[Dataset excerpts]
◆ ◆ ◆ ◆ ◆ ◆ ◆

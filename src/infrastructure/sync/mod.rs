pub mod cache;
pub mod poll_controller;

pub use cache::*;
pub use poll_controller::*;
pub mod assignment_service;
pub mod availability_service;
pub mod booking_service;

pub use assignment_service::*;
pub use availability_service::*;
pub use booking_service::*;
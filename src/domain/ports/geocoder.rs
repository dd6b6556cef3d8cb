use crate::domain::entities::{GeoPoint, StreetAddress};
use crate::domain::errors::DomainResult;

/// External address-to-coordinates collaborator. `None` means the address
/// could not be resolved; callers must skip location-dependent work rather
/// than fall back to an un-located query.
#[async_trait::async_trait]
pub trait Geocoder: Send + Sync {
    async fn locate(&self, address: &StreetAddress) -> DomainResult<Option<GeoPoint>>;
}
use crate::domain::entities::{Booking, BookingPatch};

/// In-memory copy of the polled booking collection. Owned exclusively by one
/// polling controller; never shared between views. Every write is either a
/// wholesale replacement from an authoritative fetch or a local optimistic
/// patch, and the replacement always wins.
#[derive(Debug, Default)]
pub struct BookingCache {
    bookings: Vec<Booking>,
}

impl BookingCache {
    /// Install a fresh server snapshot, discarding any optimistic patches.
    pub fn replace(&mut self, bookings: Vec<Booking>) {
        self.bookings = bookings;
    }

    /// Patch one cached booking in place. Returns false when the booking is
    /// not in the cache (deleted or filtered out since the patch was built).
    pub fn patch(&mut self, booking_id: i64, patch: &BookingPatch) -> bool {
        match self.bookings.iter_mut().find(|b| b.booking_id == booking_id) {
            Some(booking) => {
                patch.apply(booking);
                true
            }
            None => false,
        }
    }

    pub fn get(&self, booking_id: i64) -> Option<&Booking> {
        self.bookings.iter().find(|b| b.booking_id == booking_id)
    }

    pub fn snapshot(&self) -> Vec<Booking> {
        self.bookings.clone()
    }

    pub fn len(&self) -> usize {
        self.bookings.len()
    }

    pub fn is_empty(&self) -> bool {
        self.bookings.is_empty()
    }
}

◆ ◆ ◆ ◆ ◆ ◆ ◆

== About this task ==
The lines above, from the start of the records through the one containing "the booking is", are to be printed exactly, and nothing else is to be included.

== Reply ==
filename src/infrastructure/sync/mod.rs
pub mod cache;
pub mod poll_controller;

pub use cache::*;
pub use poll_controller::*;
pub mod assignment_service;
pub mod availability_service;
pub mod booking_service;

pub use assignment_service::*;
pub use availability_service::*;
pub use booking_service::*;
filename src/domain/ports/geocoder.rs
repository dd6b6556cef3d8cb
use crate::domain::entities::{GeoPoint, StreetAddress};
use crate::domain::errors::DomainResult;

/// External address-to-coordinates collaborator. `None` means the address
/// could not be resolved; callers must skip location-dependent work rather
/// than fall back to an un-located query.
#[async_trait::async_trait]
pub trait Geocoder: Send + Sync {
    async fn locate(&self, address: &StreetAddress) -> DomainResult<Option<GeoPoint>>;
}
use crate::domain::entities::{Booking, BookingPatch};

/// In-memory copy of the polled booking collection. Owned exclusively by one
/// polling controller; never shared between views. Every write is either a
/// wholesale replacement from an authoritative fetch or a local optimistic
/// patch, and the replacement always wins.
#[derive(Debug, Default)]
pub struct BookingCache {
    bookings: Vec<Booking>,
}

impl BookingCache {
    /// Install a fresh server snapshot, discarding any optimistic patches.
    pub fn replace(&mut self, bookings: Vec<Booking>) {
        self.bookings = bookings;
    }

    /// Patch one cached booking in place. Returns false when the booking is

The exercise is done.